Each line containing the word "reason" must be copied from the material below.

**Data in this exercise:**
☆ ☆ ☆ ☆ ☆ ☆ ☆

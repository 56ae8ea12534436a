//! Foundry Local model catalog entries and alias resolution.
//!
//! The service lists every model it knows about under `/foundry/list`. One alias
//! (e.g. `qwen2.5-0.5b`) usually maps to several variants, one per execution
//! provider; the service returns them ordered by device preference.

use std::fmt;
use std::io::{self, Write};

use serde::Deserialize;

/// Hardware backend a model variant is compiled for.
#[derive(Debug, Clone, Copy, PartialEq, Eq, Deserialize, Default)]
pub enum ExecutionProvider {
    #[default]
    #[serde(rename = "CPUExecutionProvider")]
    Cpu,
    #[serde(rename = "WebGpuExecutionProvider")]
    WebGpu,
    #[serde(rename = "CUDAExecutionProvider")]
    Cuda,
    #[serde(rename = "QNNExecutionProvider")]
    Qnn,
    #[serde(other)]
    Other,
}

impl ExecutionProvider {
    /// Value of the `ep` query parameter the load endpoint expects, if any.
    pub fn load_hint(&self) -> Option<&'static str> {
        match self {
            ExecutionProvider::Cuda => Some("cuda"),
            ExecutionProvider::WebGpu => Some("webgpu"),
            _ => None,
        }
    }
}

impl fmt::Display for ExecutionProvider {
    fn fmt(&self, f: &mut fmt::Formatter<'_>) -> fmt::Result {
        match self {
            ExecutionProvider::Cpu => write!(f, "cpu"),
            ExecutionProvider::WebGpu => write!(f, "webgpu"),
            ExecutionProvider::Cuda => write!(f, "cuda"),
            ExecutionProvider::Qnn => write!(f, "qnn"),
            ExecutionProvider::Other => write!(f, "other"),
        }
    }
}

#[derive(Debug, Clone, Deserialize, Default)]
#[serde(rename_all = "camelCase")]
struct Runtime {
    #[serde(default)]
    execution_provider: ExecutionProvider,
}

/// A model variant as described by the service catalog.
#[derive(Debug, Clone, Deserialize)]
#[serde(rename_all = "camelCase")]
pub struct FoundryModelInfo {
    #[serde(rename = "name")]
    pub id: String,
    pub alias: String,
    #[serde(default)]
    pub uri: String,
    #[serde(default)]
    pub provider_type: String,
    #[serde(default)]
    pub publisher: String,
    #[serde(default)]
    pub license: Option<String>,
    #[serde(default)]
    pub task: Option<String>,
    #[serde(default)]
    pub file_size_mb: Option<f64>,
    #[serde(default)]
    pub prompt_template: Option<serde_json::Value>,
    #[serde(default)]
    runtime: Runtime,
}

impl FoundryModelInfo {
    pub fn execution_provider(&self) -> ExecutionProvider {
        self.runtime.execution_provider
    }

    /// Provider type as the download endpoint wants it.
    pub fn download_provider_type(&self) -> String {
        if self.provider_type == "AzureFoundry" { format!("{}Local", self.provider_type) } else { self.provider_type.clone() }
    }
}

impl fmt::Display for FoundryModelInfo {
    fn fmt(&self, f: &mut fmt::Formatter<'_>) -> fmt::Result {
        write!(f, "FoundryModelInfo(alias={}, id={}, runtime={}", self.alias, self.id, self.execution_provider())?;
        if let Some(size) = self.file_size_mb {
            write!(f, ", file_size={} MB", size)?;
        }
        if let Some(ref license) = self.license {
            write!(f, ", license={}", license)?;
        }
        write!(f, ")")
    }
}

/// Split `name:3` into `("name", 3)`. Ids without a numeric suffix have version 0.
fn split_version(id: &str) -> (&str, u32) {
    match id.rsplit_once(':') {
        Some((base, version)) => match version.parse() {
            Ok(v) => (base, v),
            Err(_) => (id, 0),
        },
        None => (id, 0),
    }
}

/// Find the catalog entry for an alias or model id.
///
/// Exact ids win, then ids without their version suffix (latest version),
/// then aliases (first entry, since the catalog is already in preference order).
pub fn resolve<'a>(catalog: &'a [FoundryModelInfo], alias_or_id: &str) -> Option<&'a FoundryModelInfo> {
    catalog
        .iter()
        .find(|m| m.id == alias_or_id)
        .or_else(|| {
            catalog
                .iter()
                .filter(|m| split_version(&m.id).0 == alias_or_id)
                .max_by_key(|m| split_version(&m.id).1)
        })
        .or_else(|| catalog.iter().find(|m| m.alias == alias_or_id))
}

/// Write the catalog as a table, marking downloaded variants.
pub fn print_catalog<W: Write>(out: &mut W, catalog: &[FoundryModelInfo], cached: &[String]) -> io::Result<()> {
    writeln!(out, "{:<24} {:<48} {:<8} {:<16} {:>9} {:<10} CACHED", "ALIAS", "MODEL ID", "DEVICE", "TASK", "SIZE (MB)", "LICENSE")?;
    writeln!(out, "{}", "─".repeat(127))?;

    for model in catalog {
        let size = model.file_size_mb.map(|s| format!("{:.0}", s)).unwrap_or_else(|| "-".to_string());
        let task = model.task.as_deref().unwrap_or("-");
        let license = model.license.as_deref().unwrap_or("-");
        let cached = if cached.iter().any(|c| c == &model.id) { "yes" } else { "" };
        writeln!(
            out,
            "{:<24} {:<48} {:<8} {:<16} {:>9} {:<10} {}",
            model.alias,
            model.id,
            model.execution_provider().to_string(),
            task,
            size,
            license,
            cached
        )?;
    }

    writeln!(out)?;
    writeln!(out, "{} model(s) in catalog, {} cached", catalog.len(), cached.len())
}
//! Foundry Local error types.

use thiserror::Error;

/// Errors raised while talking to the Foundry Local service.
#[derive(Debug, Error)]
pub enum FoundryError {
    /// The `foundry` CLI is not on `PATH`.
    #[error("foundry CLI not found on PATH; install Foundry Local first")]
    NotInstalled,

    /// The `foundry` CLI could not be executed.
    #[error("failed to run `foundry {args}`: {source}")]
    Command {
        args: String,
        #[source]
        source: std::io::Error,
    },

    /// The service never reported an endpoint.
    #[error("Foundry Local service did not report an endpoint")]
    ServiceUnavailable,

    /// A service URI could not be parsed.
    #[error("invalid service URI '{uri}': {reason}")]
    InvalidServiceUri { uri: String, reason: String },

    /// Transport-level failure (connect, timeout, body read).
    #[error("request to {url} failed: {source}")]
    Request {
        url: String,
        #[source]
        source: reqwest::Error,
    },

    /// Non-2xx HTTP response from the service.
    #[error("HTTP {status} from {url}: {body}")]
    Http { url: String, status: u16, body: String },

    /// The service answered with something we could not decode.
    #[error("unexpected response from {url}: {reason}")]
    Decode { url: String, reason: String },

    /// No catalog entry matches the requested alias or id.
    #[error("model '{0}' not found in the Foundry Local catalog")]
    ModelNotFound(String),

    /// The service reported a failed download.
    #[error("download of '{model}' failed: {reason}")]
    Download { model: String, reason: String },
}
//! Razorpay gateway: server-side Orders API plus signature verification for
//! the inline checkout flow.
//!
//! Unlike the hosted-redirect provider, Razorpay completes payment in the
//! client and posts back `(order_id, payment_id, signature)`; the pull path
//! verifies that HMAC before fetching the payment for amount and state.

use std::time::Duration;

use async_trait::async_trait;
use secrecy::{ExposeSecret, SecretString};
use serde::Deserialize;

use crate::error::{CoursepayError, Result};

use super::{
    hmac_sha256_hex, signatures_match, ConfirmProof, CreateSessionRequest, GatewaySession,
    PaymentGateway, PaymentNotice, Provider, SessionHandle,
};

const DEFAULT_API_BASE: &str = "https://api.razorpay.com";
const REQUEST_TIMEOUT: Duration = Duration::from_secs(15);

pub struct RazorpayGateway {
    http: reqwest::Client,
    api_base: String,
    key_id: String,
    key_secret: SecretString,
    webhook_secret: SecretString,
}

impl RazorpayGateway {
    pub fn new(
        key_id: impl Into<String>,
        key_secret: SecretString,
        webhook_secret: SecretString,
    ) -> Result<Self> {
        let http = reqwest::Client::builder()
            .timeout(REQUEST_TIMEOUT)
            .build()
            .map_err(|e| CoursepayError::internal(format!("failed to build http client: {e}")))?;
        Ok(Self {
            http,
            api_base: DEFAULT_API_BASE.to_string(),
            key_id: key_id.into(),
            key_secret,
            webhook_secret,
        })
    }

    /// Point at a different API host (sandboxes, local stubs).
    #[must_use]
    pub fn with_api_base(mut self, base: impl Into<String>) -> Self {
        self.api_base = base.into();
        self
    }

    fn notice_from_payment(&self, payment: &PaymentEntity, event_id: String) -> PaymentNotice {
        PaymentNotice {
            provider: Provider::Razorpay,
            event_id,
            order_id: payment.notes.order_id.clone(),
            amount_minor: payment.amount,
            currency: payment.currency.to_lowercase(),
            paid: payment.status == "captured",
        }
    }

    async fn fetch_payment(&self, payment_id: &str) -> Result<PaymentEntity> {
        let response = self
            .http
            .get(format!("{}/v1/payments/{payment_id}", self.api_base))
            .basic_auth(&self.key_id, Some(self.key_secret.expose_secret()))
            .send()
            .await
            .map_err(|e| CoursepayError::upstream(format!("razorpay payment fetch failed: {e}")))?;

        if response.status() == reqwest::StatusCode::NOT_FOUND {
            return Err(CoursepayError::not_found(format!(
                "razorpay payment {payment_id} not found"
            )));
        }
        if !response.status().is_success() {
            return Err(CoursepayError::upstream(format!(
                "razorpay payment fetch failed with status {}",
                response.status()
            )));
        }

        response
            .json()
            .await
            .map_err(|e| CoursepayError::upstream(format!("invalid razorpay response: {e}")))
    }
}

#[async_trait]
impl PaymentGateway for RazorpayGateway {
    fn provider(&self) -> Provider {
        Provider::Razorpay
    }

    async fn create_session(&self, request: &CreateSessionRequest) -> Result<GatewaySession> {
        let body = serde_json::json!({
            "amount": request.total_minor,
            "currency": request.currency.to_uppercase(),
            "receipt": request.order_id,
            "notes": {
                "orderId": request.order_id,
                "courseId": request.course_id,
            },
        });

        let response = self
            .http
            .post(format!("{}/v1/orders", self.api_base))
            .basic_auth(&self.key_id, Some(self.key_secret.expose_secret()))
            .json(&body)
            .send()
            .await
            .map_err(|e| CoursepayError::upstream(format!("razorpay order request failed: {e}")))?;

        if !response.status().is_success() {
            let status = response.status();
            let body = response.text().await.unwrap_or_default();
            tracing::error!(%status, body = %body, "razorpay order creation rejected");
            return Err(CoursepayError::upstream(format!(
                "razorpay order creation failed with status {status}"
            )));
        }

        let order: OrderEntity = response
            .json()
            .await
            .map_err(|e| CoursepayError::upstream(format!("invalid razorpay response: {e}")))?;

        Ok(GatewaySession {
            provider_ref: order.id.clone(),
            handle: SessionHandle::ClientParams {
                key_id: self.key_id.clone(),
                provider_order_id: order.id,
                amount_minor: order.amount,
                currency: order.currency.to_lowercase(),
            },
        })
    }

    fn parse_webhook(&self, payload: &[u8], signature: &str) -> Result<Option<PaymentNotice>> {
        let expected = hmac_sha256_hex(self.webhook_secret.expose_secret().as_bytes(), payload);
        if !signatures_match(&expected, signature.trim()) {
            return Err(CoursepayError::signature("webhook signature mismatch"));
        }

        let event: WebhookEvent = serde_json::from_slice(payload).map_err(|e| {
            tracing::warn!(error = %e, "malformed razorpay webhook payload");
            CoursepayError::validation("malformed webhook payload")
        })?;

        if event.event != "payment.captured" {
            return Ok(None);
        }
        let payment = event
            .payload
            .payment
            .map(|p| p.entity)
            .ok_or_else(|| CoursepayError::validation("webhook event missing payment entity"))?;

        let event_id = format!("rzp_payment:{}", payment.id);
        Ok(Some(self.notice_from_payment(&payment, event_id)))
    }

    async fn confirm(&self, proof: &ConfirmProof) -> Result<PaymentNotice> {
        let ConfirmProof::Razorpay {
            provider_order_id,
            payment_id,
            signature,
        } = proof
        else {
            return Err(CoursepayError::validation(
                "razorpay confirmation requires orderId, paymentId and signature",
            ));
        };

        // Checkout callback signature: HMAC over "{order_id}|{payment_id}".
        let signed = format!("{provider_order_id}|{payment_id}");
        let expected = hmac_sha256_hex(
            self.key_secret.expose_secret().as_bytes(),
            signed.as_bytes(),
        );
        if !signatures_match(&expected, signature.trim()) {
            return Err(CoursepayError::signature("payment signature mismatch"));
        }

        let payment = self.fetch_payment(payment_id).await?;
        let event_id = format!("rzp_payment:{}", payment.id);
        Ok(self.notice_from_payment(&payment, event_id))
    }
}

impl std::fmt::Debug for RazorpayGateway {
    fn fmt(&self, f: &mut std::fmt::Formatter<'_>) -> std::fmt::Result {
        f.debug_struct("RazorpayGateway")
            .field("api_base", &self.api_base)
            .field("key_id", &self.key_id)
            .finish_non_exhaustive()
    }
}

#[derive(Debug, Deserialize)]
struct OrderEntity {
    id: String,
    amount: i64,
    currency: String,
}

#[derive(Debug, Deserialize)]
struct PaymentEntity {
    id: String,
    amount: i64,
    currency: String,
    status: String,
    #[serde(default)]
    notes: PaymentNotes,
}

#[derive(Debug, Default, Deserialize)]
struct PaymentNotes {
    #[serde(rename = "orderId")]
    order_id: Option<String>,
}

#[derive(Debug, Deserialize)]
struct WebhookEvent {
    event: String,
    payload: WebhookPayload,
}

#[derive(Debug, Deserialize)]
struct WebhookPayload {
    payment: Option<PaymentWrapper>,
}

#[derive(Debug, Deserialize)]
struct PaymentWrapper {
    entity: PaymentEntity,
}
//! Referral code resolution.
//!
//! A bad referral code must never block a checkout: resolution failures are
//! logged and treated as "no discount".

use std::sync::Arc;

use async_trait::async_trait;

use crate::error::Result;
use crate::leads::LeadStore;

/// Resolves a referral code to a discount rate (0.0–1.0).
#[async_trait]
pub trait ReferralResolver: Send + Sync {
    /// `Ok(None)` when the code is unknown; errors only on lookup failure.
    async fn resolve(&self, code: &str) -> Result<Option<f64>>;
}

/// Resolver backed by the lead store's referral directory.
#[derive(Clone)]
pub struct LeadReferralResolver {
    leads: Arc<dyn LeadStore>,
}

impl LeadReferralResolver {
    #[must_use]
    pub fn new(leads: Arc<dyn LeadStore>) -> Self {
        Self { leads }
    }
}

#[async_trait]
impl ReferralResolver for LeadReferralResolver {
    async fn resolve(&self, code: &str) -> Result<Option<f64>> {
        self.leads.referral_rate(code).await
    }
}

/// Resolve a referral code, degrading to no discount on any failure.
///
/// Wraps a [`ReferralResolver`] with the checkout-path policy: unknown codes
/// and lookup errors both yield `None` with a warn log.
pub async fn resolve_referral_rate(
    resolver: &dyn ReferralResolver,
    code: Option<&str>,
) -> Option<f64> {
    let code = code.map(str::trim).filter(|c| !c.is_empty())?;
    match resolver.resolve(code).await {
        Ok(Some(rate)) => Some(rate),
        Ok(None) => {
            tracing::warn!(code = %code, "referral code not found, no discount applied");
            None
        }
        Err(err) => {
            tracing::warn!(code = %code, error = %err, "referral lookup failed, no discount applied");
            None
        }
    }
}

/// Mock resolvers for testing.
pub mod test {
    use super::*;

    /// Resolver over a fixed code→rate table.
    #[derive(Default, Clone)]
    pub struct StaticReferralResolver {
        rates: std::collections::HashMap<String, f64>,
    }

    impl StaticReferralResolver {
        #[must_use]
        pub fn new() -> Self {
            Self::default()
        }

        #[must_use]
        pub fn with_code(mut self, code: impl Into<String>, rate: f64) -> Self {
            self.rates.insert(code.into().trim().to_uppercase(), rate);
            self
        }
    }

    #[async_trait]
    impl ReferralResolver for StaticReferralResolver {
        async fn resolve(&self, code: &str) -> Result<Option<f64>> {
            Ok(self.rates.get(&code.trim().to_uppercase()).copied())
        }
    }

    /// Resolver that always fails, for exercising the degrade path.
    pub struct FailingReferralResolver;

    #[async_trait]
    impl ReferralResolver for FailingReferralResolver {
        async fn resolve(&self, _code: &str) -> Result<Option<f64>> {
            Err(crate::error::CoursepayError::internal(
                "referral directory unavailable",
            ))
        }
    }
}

☆ ☆ ☆ ☆ ☆ ☆ ☆

**Completed task:**
    #[error("invalid service URI '{uri}': {reason}")]
    InvalidServiceUri { uri: String, reason: String },
    #[error("unexpected response from {url}: {reason}")]
    Decode { url: String, reason: String },
    #[error("download of '{model}' failed: {reason}")]
    Download { model: String, reason: String },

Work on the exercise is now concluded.